Entries supplied START

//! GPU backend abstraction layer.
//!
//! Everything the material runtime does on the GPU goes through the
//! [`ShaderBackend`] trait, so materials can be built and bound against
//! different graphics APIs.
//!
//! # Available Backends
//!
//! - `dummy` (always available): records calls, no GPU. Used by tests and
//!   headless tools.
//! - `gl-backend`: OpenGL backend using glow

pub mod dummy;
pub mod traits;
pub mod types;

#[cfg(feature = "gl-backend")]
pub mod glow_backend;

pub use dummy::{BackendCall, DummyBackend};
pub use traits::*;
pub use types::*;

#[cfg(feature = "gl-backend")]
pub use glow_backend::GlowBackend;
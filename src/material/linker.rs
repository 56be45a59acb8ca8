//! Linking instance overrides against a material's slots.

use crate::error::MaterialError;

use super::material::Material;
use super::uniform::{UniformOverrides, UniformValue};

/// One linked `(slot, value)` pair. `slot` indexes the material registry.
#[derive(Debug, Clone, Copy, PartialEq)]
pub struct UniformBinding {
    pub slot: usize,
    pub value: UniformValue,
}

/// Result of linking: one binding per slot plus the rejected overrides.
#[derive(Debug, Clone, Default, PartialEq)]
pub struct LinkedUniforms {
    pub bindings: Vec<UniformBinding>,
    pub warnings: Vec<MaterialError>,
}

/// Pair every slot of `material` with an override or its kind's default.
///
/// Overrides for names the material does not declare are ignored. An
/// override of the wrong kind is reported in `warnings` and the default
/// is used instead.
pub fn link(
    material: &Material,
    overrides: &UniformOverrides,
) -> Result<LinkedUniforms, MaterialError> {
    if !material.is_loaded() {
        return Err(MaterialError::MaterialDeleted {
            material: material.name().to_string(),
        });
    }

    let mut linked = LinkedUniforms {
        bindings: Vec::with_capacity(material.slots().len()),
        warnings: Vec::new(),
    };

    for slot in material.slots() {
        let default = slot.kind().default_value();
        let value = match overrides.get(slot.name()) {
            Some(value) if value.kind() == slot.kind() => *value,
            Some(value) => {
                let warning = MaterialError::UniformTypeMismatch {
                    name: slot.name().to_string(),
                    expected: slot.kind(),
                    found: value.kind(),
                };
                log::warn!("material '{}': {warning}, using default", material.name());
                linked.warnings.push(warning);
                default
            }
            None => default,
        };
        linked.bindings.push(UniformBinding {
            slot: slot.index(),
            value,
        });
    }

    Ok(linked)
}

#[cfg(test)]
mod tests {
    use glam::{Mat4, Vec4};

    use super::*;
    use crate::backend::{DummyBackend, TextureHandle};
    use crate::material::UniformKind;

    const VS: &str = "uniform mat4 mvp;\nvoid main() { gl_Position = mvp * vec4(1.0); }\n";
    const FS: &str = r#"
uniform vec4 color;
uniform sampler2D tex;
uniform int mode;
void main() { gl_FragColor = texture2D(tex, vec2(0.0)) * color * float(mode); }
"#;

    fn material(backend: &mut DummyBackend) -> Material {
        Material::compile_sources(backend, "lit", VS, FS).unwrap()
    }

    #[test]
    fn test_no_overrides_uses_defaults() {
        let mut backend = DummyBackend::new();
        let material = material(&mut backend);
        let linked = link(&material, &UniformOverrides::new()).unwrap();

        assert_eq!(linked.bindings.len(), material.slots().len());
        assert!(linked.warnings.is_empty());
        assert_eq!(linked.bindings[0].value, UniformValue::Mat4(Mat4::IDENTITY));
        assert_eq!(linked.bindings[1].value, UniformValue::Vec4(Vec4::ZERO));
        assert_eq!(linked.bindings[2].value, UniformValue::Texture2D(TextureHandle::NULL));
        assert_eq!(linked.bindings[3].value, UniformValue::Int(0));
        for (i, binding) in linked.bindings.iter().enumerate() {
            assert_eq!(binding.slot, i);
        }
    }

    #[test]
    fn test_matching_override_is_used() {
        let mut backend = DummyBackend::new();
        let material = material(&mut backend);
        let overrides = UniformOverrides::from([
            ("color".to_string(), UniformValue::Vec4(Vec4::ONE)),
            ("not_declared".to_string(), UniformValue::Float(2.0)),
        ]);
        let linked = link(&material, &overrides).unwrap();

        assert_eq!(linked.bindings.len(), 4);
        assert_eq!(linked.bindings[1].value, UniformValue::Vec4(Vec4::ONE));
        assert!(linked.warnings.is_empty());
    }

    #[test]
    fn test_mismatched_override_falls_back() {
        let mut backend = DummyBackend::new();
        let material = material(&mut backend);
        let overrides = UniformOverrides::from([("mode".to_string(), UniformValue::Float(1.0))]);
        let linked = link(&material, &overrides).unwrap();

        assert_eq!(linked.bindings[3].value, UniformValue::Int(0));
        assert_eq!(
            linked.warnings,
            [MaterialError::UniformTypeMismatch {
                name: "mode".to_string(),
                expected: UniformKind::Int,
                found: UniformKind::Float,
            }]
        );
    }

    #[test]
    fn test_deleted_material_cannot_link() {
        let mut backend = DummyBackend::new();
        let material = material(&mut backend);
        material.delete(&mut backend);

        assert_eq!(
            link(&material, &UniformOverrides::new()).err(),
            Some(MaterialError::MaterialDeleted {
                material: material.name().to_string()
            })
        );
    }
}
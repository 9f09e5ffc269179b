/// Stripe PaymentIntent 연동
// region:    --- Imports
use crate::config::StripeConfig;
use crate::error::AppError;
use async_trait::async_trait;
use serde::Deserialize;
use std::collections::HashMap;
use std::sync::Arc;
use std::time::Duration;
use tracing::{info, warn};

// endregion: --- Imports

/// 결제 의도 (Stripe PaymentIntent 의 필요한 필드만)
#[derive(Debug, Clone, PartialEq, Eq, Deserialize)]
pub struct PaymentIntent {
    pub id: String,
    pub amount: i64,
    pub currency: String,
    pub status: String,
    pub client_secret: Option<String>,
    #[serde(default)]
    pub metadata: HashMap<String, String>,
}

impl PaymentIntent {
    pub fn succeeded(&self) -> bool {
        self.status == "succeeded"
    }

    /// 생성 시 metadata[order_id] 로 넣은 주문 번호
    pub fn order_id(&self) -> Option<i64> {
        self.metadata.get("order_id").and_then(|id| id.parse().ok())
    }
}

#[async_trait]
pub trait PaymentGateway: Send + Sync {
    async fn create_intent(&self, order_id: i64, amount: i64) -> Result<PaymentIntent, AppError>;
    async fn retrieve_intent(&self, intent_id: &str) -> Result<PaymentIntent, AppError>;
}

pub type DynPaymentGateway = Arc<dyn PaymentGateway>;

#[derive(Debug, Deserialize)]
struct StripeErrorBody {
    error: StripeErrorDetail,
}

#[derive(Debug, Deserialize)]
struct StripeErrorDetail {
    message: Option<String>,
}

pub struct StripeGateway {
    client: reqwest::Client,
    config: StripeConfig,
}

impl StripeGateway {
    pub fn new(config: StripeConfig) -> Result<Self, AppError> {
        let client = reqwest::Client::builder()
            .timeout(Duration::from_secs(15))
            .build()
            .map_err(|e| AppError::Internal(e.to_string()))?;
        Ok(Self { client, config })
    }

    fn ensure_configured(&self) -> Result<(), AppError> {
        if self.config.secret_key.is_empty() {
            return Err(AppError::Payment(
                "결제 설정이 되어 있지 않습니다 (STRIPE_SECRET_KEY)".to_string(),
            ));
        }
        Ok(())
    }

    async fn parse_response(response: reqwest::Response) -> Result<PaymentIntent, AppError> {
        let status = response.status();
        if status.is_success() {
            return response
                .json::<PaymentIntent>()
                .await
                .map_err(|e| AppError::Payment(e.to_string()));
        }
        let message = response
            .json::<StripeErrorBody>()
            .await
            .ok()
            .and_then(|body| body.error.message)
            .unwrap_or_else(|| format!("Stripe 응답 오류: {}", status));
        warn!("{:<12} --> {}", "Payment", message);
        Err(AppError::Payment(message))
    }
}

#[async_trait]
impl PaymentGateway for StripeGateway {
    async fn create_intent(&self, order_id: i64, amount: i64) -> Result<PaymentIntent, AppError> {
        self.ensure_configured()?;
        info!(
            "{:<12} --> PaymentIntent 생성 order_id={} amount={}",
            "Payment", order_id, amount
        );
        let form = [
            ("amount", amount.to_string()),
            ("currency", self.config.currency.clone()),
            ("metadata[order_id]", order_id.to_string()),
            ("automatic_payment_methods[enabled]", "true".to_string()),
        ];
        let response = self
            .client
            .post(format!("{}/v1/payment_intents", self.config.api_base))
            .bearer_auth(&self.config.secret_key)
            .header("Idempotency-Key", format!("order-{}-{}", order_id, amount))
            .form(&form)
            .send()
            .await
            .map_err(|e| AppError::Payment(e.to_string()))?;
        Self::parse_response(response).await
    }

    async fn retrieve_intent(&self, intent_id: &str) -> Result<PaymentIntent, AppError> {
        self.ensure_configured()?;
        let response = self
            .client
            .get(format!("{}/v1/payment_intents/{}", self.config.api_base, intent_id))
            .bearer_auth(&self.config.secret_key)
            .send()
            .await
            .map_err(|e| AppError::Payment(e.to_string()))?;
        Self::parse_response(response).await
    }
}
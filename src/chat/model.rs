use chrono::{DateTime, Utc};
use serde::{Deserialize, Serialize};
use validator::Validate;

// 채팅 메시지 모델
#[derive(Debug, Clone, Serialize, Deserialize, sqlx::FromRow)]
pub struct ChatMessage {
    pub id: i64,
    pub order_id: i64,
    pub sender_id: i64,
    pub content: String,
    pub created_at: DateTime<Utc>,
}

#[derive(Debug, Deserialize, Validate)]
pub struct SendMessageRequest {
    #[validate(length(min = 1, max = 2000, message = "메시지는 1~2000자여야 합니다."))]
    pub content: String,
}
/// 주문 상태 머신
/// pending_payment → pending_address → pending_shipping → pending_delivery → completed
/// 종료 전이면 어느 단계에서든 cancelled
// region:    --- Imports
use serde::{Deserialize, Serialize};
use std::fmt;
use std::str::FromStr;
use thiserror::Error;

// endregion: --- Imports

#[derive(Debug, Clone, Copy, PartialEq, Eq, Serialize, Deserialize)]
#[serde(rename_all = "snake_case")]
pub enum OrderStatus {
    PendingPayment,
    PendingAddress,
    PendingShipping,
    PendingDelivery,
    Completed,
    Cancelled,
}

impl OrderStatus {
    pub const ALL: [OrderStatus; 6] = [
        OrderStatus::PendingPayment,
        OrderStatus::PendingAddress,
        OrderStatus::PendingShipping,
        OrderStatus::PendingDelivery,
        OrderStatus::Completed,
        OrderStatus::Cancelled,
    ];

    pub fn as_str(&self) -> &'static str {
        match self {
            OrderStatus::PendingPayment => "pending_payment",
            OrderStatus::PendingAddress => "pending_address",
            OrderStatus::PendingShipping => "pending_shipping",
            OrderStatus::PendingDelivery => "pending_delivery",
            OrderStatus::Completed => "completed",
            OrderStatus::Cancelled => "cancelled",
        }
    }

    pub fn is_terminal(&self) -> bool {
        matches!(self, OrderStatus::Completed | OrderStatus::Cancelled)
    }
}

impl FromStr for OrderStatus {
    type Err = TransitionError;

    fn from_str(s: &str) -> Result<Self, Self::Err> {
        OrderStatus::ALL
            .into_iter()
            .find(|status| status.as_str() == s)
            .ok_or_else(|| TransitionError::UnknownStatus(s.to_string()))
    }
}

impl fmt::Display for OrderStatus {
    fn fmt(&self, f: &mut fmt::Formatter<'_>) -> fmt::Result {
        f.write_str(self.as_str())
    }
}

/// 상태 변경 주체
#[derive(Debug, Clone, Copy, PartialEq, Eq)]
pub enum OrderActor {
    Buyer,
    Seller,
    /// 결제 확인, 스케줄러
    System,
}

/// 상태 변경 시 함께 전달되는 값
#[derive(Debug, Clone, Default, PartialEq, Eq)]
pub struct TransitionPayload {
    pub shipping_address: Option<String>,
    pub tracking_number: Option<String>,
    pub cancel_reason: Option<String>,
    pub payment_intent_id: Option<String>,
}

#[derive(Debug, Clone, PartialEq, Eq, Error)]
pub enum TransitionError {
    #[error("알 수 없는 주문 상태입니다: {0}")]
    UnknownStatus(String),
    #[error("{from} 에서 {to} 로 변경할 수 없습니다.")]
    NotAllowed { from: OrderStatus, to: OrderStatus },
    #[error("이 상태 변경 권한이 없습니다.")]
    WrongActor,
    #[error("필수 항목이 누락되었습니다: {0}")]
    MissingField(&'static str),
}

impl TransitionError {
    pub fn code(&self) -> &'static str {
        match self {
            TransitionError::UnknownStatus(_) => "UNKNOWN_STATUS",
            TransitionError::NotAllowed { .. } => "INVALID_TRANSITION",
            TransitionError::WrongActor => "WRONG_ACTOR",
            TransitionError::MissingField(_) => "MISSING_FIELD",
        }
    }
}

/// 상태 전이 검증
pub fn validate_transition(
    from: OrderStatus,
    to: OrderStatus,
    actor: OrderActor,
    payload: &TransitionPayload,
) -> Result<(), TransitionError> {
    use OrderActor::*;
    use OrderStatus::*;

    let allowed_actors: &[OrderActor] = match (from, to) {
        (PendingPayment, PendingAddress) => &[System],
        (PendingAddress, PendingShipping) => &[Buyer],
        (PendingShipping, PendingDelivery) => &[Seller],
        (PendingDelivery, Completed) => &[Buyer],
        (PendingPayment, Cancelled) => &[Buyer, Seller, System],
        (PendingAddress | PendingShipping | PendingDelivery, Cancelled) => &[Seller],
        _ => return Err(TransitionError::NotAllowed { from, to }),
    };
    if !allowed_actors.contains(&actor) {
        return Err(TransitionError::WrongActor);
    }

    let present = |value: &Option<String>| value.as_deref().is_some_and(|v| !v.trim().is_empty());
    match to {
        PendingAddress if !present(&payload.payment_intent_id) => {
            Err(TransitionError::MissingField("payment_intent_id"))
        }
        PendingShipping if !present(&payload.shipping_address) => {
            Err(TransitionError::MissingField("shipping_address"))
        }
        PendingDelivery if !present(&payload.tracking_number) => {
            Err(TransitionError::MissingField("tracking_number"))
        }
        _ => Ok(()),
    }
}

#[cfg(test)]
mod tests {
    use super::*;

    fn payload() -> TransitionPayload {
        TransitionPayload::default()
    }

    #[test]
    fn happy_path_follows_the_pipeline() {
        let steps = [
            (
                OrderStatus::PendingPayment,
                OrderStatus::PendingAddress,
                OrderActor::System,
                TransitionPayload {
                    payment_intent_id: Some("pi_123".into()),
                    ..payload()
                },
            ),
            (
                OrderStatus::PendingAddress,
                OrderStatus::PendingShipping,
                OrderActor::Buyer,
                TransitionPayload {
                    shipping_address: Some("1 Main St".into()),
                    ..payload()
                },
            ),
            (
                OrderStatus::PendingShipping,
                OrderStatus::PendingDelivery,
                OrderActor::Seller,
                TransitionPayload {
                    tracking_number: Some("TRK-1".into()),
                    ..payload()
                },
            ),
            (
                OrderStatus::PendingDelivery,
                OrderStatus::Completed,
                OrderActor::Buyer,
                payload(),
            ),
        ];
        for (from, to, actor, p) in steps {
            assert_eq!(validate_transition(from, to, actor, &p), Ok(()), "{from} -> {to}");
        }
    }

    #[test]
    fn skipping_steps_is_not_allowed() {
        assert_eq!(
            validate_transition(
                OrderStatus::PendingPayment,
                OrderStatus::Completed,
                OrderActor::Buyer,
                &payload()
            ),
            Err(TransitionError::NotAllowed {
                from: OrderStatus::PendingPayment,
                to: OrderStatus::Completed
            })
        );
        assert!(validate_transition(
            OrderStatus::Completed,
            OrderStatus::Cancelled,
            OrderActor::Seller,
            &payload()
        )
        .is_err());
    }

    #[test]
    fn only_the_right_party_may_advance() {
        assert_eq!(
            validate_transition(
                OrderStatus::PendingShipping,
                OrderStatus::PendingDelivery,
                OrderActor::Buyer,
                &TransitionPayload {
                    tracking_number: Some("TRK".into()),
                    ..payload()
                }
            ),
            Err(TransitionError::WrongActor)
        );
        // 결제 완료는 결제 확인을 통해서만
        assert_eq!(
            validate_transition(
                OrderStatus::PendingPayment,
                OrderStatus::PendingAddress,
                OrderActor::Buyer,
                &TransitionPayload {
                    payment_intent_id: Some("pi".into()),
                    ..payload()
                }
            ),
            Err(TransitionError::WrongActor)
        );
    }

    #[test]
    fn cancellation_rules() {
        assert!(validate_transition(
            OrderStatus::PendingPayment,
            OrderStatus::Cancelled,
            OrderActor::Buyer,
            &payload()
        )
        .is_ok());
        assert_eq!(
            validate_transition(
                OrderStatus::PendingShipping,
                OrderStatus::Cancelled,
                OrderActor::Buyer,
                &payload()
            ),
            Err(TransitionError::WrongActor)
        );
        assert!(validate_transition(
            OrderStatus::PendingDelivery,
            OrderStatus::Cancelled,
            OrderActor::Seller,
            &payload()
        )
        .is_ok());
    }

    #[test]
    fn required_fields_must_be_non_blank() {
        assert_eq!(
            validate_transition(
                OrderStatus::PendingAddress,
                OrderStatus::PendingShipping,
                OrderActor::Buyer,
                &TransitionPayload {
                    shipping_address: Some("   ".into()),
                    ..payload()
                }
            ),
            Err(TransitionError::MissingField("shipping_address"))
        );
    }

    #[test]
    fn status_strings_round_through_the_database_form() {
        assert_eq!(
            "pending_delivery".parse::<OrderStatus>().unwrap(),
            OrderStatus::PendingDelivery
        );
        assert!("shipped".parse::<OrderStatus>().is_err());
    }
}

Entries supplied END

[Activity]
Take every line above carrying "Duration" and return it.

[Task solution]
use std::time::Duration;
            .timeout(Duration::from_secs(15))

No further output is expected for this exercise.